- Excerpts from a dataset

◇ ◇ ◇

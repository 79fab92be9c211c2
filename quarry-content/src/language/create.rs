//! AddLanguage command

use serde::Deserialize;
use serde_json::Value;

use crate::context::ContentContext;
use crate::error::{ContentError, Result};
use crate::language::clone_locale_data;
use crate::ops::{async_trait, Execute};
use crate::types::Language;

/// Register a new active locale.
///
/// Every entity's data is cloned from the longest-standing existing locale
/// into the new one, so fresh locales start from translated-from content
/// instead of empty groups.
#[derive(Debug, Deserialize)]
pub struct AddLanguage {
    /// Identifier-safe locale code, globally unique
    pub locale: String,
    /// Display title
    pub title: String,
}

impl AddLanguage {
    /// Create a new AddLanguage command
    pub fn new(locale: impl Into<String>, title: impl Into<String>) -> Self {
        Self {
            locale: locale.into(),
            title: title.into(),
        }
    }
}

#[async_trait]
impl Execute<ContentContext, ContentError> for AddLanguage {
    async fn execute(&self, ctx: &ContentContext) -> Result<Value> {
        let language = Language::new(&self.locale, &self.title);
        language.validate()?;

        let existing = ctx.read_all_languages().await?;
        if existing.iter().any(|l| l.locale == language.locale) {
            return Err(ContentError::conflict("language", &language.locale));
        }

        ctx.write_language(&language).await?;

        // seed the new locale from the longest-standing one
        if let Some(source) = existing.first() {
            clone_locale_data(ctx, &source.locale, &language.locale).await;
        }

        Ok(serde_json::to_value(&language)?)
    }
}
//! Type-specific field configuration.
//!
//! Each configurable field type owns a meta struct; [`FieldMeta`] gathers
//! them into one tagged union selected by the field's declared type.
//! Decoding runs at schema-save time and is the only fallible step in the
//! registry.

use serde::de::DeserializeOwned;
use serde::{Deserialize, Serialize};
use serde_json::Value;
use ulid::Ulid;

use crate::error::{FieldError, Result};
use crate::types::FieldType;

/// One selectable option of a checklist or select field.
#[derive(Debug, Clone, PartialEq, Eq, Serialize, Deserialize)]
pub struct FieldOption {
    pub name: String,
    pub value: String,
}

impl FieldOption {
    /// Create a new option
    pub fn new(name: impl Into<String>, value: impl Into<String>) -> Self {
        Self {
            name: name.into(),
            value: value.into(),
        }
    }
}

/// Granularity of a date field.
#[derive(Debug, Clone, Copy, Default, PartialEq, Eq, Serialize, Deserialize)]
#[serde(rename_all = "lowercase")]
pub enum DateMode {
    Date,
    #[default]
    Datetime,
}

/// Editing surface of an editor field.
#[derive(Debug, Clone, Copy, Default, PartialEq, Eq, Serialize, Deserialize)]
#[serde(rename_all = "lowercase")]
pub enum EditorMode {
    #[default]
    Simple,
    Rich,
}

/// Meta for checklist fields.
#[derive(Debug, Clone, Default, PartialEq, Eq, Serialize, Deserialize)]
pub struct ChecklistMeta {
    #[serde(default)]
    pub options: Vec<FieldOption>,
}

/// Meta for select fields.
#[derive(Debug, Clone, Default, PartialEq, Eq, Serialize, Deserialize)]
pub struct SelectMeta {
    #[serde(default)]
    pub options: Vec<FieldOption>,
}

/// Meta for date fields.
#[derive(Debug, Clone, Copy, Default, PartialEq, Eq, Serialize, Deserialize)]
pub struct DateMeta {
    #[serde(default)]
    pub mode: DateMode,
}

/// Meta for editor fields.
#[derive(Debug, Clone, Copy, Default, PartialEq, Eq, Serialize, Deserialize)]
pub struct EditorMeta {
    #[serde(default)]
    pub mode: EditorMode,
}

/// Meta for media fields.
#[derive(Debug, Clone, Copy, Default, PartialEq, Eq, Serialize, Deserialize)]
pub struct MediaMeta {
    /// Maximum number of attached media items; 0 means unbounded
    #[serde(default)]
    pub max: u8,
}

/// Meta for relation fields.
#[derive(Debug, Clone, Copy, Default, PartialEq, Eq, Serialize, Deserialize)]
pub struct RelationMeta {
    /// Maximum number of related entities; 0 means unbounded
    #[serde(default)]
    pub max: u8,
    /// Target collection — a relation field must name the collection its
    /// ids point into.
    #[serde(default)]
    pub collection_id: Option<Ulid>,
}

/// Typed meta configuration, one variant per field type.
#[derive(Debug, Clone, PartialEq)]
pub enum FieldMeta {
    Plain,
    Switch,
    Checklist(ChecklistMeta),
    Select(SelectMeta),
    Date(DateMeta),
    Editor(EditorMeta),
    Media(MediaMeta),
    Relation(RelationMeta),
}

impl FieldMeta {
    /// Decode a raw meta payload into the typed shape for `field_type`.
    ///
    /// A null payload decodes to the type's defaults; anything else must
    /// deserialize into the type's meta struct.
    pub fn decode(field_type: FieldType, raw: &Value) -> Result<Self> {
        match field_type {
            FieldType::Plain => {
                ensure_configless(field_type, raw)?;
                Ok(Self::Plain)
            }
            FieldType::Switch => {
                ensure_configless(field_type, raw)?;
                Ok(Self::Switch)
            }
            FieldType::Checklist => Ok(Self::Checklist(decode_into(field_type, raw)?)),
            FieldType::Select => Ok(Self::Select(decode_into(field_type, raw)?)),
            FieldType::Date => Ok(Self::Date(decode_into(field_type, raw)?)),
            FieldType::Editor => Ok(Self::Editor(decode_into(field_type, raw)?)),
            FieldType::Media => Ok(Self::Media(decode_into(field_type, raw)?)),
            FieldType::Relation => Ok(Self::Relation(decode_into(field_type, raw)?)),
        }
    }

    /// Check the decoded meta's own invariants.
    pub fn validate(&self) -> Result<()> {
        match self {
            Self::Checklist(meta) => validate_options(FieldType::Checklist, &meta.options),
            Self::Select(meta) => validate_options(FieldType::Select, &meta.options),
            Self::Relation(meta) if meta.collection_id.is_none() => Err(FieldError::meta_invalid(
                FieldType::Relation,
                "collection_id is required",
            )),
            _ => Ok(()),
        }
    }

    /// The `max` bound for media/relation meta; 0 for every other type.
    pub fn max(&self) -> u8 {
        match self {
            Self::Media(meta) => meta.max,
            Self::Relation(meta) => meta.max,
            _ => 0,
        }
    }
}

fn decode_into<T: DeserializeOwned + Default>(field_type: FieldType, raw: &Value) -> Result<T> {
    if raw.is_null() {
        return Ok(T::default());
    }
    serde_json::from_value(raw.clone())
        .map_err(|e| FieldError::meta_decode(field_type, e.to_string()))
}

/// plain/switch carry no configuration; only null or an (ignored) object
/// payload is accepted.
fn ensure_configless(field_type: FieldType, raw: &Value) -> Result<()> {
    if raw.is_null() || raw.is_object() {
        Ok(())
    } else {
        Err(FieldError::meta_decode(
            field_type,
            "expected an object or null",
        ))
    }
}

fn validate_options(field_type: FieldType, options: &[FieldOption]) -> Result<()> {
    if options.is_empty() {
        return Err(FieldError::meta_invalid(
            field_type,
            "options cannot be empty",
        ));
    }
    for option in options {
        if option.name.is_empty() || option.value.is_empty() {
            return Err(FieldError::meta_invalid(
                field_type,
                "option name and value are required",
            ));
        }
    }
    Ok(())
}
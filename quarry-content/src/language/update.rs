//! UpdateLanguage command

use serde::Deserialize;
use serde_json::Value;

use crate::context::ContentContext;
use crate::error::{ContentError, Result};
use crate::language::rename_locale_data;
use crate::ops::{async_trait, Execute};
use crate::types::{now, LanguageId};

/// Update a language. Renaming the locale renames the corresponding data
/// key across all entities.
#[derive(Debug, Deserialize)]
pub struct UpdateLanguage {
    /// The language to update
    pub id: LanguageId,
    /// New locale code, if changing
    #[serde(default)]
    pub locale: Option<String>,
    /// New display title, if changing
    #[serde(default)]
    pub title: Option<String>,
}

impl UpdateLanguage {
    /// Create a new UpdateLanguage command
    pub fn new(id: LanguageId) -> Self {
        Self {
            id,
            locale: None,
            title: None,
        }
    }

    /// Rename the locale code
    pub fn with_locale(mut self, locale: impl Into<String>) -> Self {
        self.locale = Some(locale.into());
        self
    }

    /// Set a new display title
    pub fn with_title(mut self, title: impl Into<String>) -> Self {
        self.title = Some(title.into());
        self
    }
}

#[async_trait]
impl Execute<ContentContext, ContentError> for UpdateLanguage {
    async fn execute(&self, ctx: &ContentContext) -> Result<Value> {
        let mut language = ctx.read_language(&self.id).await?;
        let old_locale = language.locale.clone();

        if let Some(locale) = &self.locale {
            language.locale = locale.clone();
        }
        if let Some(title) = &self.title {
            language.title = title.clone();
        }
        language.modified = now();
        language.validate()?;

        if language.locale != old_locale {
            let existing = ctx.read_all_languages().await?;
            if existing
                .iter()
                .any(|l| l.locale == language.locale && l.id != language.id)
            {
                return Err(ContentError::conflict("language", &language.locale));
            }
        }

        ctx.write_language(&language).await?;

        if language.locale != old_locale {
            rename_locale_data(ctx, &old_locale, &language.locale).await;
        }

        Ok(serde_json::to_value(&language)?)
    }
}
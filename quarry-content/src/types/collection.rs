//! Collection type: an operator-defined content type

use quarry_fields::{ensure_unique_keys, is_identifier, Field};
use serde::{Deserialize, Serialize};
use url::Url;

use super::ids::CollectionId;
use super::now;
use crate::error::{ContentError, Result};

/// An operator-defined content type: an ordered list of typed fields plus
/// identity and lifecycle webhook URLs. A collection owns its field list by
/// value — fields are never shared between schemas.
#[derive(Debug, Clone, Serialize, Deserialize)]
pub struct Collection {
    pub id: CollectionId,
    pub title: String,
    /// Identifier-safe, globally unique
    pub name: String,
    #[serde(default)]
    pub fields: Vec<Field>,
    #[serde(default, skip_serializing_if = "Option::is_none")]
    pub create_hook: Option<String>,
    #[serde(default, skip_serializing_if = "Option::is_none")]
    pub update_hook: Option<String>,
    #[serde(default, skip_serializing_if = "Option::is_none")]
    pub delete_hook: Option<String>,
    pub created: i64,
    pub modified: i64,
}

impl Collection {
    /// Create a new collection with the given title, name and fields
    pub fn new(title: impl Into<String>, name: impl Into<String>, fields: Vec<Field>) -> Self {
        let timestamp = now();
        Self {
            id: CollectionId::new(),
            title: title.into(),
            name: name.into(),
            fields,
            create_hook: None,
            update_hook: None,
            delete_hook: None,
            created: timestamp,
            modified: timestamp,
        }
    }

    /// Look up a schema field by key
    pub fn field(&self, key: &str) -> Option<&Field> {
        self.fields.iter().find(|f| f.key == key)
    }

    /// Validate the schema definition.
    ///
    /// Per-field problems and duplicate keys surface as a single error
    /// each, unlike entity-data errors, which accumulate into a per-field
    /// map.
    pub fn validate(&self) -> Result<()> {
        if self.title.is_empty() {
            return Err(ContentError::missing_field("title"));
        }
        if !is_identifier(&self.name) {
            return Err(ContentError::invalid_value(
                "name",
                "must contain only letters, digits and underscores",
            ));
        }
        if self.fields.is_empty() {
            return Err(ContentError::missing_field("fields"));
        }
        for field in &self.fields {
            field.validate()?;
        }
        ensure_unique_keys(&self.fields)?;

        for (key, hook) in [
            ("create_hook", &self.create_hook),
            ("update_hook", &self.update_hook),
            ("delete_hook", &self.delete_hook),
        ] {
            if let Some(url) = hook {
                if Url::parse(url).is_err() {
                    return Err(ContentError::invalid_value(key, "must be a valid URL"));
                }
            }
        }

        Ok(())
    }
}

◇ ◇ ◇

- Prompt
Out of the records, collect only those lines that contain the string "DeserializeOwned".

- Result of this task
use serde::de::DeserializeOwned;
fn decode_into<T: DeserializeOwned + Default>(field_type: FieldType, raw: &Value) -> Result<T> {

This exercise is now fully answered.